The Patriot Post® · In Brief: Trump Has Reason to Rage
Historian Victor Davis Hanson has a unique way of putting things in perspective. He’s at it again with a column explaining Donald Trump’s outlook going into 2024.
For six years, observers have noted the disconnect between Trump’s stellar record of governance, his occasional sense of humor and even self-criticism — and his ad hominem venom that often turns off the 3-7 percent of the electorate in the suburbs who otherwise might vote for him.
Trump has never listened to advice to moderate his language or demeanor, Hanson notes, and “for several understandable reasons.”
One, Trump is reactive in his “they started it, I finish it” mode. His theory of deterrence is to be disproportionate in retort to eliminate future preemptive attacks. Almost all of Trump’s crudeness was in disproportionate response, sometimes even to minor offenses.
In such a world of Trump deterrence, if you do not relish a crude Trump, then don’t first talk about cutting off his head, blowing him up, stabbing him, shooting him, or lighting him on fire, or don’t spread lies like “Russian collusion,” “laptop disinformation,” or that the influence-selling Biden consortium was innocent of shaking down foreign interests for millions of dollars that were routed into the clan’s coffers.
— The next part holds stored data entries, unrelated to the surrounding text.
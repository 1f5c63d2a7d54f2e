//! Relay configuration
//!
//! Every setting has a constant default and can be overridden through an
//! environment variable. The configuration is loaded once at startup and
//! handed to the components that need it; nothing reads the environment
//! after that.

use crate::error::{RelayError, Result};
use std::fmt;
use std::str::FromStr;
use tracing::Level;

/// AWS region
pub const DEFAULT_REGION: &str = "us-east-1";

/// Logical queue name, resolved to a URL at startup
pub const DEFAULT_QUEUE_NAME: &str = "enclave-queue.fifo";

/// Bucket used by the object relay
pub const DEFAULT_S3_BUCKET: &str = "enclave-relay-objects";

/// Table used by the item relay
pub const DEFAULT_DYNAMODB_TABLE: &str = "enclave-relay-items";

/// TCP port for the HTTP listener
pub const DEFAULT_HTTP_PORT: u16 = 3333;

/// vsock port for the HTTP listener
pub const DEFAULT_VSOCK_PORT: u32 = 5005;

/// Upper bound SQS accepts for a single receive
pub const MAX_RECEIVE_BATCH: u32 = 10;

/// Longest receive wait SQS accepts
pub const MAX_WAIT_TIME_SECONDS: i32 = 20;

/// How the consumer decides which message to acknowledge
#[derive(Debug, Clone, Copy, PartialEq, Eq, Default)]
pub enum AckMode {
    /// The consumer deletes the message it handed out last, on the next poll
    #[default]
    Implicit,
    /// The caller names the handle to delete on each poll
    ///
    /// The handle is deleted as given, without checking it against what was
    /// delivered, so deletes are bounded by what callers send rather than by
    /// the number of earlier deliveries. Blank handles are ignored.
    Explicit,
}

impl FromStr for AckMode {
    type Err = RelayError;

    fn from_str(s: &str) -> Result<Self> {
        match s.trim().to_ascii_lowercase().as_str() {
            "implicit" | "implicit-ack" => Ok(AckMode::Implicit),
            "explicit" | "explicit-ack" => Ok(AckMode::Explicit),
            other => Err(RelayError::Config(format!("unknown ack mode: {}", other))),
        }
    }
}

impl fmt::Display for AckMode {
    fn fmt(&self, f: &mut fmt::Formatter<'_>) -> fmt::Result {
        match self {
            AckMode::Implicit => f.write_str("implicit"),
            AckMode::Explicit => f.write_str("explicit"),
        }
    }
}

/// Shape of the body returned from a queue read
#[derive(Debug, Clone, Copy, PartialEq, Eq, Default)]
pub enum ResponseShape {
    /// Every received message, in delivery order
    #[default]
    Batch,
    /// Only the last received message
    Latest,
}

impl FromStr for ResponseShape {
    type Err = RelayError;

    fn from_str(s: &str) -> Result<Self> {
        match s.trim().to_ascii_lowercase().as_str() {
            "batch" => Ok(ResponseShape::Batch),
            "latest" => Ok(ResponseShape::Latest),
            other => Err(RelayError::Config(format!(
                "unknown queue response shape: {}",
                other
            ))),
        }
    }
}

/// Queue consumer settings
#[derive(Debug, Clone)]
pub struct QueueConfig {
    /// Logical queue name
    pub name: String,
    /// Acknowledgment protocol
    pub ack_mode: AckMode,
    /// Read response shape
    pub response_shape: ResponseShape,
    /// Batch size used when the caller does not ask for one
    pub default_max_messages: u32,
    /// Receive wait time in seconds (0 = short poll)
    pub wait_time_seconds: i32,
}

impl Default for QueueConfig {
    fn default() -> Self {
        Self {
            name: DEFAULT_QUEUE_NAME.to_string(),
            ack_mode: AckMode::default(),
            response_shape: ResponseShape::default(),
            default_max_messages: 1,
            wait_time_seconds: 0,
        }
    }
}

/// Listener settings
#[derive(Debug, Clone)]
pub struct ServerConfig {
    /// TCP port used when not serving over vsock
    pub http_port: u16,
    /// Serve over vsock instead of TCP
    pub use_vsock: bool,
    /// vsock port
    pub vsock_port: u32,
}

impl Default for ServerConfig {
    fn default() -> Self {
        Self {
            http_port: DEFAULT_HTTP_PORT,
            use_vsock: false,
            vsock_port: DEFAULT_VSOCK_PORT,
        }
    }
}

/// Full relay configuration
#[derive(Debug, Clone)]
pub struct RelayConfig {
    /// AWS region
    pub region: String,
    /// Endpoint override, e.g. a LocalStack URL
    pub endpoint_url: Option<String>,
    /// Queue settings
    pub queue: QueueConfig,
    /// Bucket for object uploads and downloads
    pub s3_bucket: String,
    /// Topic ARN for publishes (publishing is rejected when unset)
    pub sns_topic_arn: Option<String>,
    /// Table for item reads and writes
    pub dynamodb_table: String,
    /// Maximum log level
    pub log_level: Level,
    /// Listener settings
    pub server: ServerConfig,
}

impl Default for RelayConfig {
    fn default() -> Self {
        Self {
            region: DEFAULT_REGION.to_string(),
            endpoint_url: None,
            queue: QueueConfig::default(),
            s3_bucket: DEFAULT_S3_BUCKET.to_string(),
            sns_topic_arn: None,
            dynamodb_table: DEFAULT_DYNAMODB_TABLE.to_string(),
            log_level: Level::INFO,
            server: ServerConfig::default(),
        }
    }
}

impl RelayConfig {
    /// Loads the configuration from the process environment
    pub fn from_env() -> Result<Self> {
        Self::from_lookup(|key| std::env::var(key).ok())
    }

    /// Loads the configuration through an arbitrary variable lookup
    pub fn from_lookup<F>(lookup: F) -> Result<Self>
    where
        F: Fn(&str) -> Option<String>,
    {
        // Empty values count as unset
        let var = |key: &str| lookup(key).filter(|v| !v.trim().is_empty());
        let mut config = Self::default();

        if let Some(region) = var("AWS_REGION") {
            config.region = region;
        }
        config.endpoint_url = var("AWS_ENDPOINT_URL");

        if let Some(name) = var("RELAY_QUEUE_NAME") {
            config.queue.name = name;
        }
        if let Some(mode) = var("RELAY_ACK_MODE") {
            config.queue.ack_mode = mode.parse()?;
        }
        if let Some(shape) = var("RELAY_QUEUE_RESPONSE") {
            config.queue.response_shape = shape.parse()?;
        }
        if let Some(max) = var("RELAY_MAX_MESSAGES") {
            let max: u32 = parse_number("RELAY_MAX_MESSAGES", &max)?;
            if max == 0 || max > MAX_RECEIVE_BATCH {
                return Err(RelayError::Config(format!(
                    "RELAY_MAX_MESSAGES must be between 1 and {}, got {}",
                    MAX_RECEIVE_BATCH, max
                )));
            }
            config.queue.default_max_messages = max;
        }
        if let Some(wait) = var("RELAY_WAIT_TIME_SECONDS") {
            let wait: i32 = parse_number("RELAY_WAIT_TIME_SECONDS", &wait)?;
            if !(0..=MAX_WAIT_TIME_SECONDS).contains(&wait) {
                return Err(RelayError::Config(format!(
                    "RELAY_WAIT_TIME_SECONDS must be between 0 and {}, got {}",
                    MAX_WAIT_TIME_SECONDS, wait
                )));
            }
            config.queue.wait_time_seconds = wait;
        }

        if let Some(bucket) = var("RELAY_S3_BUCKET") {
            config.s3_bucket = bucket;
        }
        config.sns_topic_arn = var("RELAY_SNS_TOPIC_ARN");
        if let Some(table) = var("RELAY_DYNAMODB_TABLE") {
            config.dynamodb_table = table;
        }
        if let Some(level) = var("RELAY_LOG_LEVEL") {
            config.log_level = level
                .parse()
                .map_err(|_| RelayError::Config(format!("invalid log level: {}", level)))?;
        }

        if let Some(port) = var("PORT") {
            config.server.http_port = parse_number("PORT", &port)?;
        }
        config.server.use_vsock = lookup("USE_VSOCK").is_some();
        if let Some(port) = var("RELAY_VSOCK_PORT") {
            config.server.vsock_port = parse_number("RELAY_VSOCK_PORT", &port)?;
        }

        Ok(config)
    }
}

fn parse_number<T: FromStr>(key: &str, value: &str) -> Result<T> {
    value
        .trim()
        .parse()
        .map_err(|_| RelayError::Config(format!("{} is not a valid number: {}", key, value)))
}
Hanson provides useful context by providing a contrast to Barack Obama, who “went ballistic” over the idea that he was born in Kenya — even though he himself fueled such tales. Obama got away with a slap on the wrist for significant campaign finance fraud. He got away with bribery and tax fraud in the Tony Rezko deal. Even his “wingman,” Eric Holder, got away with defying a congressional subpoena — unlike Trump’s associates. The two-tiered justice is loathsome.
Back to Trump, Hanson says:
Two, Trump’s base, unlike his other supporters, does not differentiate between Trump’s solid governance and his volatile character. They see what he does and says not as antithetical but complementary. Trump, in the base’s view, gets things done precisely because he displays open, unfiltered contempt for the swamp, the bipartisan political class, the globalists, and the media.
His 24/7 bellicosity, MAGA diehards feel, ensures he will always be hated by the media and establishment — and thus not compromised even if he wished to be. …
Three, Trump is seen as the MAGA rabid pit bull, who, from time to time, is to be unleashed and pointed in the proper direction. For those who were smeared collectively and nonstop by Obama, Hillary Clinton, Joe Biden, or a late John McCain variously as clingers, deplorables, irredeemables, racists, sexists, homophobic, xenophobic, Islamophobic, chumps, dregs, semi-fascists, hobbits, bizarros, and crazies — and as smelly and toothless by the media — Trump is their payback.
So, how can Trump win? Hanson provides a roadmap:
Trump has an enormous responsibility in 2024 to stay calm, reach out, and get even rather than mad.
Why? For millions, he is now seen as the last and only obstacle to what more than half of America believes is the sustained, left-wing attempt to turn the nation into something unrecognizable — an imploding country of open borders, with two million illegal entries per year, racial separatism and tribal chauvinism, the end of deterrence abroad, soaring crime and homelessness, $35 trillion in debt with $2 trillion annual deficits, wars on natural gas and oil, and warping of the administrative state and the law to punish enemies and reward friends. …
He must concentrate on the disaster of the Biden administration and reiterate nonstop the agendas of 2025 that will save us from tottering on the brink. That forbearance demands that he speak and campaign in the only way that can win the election: unite the Republican Party, the conservative movement, the MAGA base, independents, disaffected Democrats, minorities, and even Never Trumpers into an eleventh-hour coalition to stop the revolution in our midst before it consumes us all.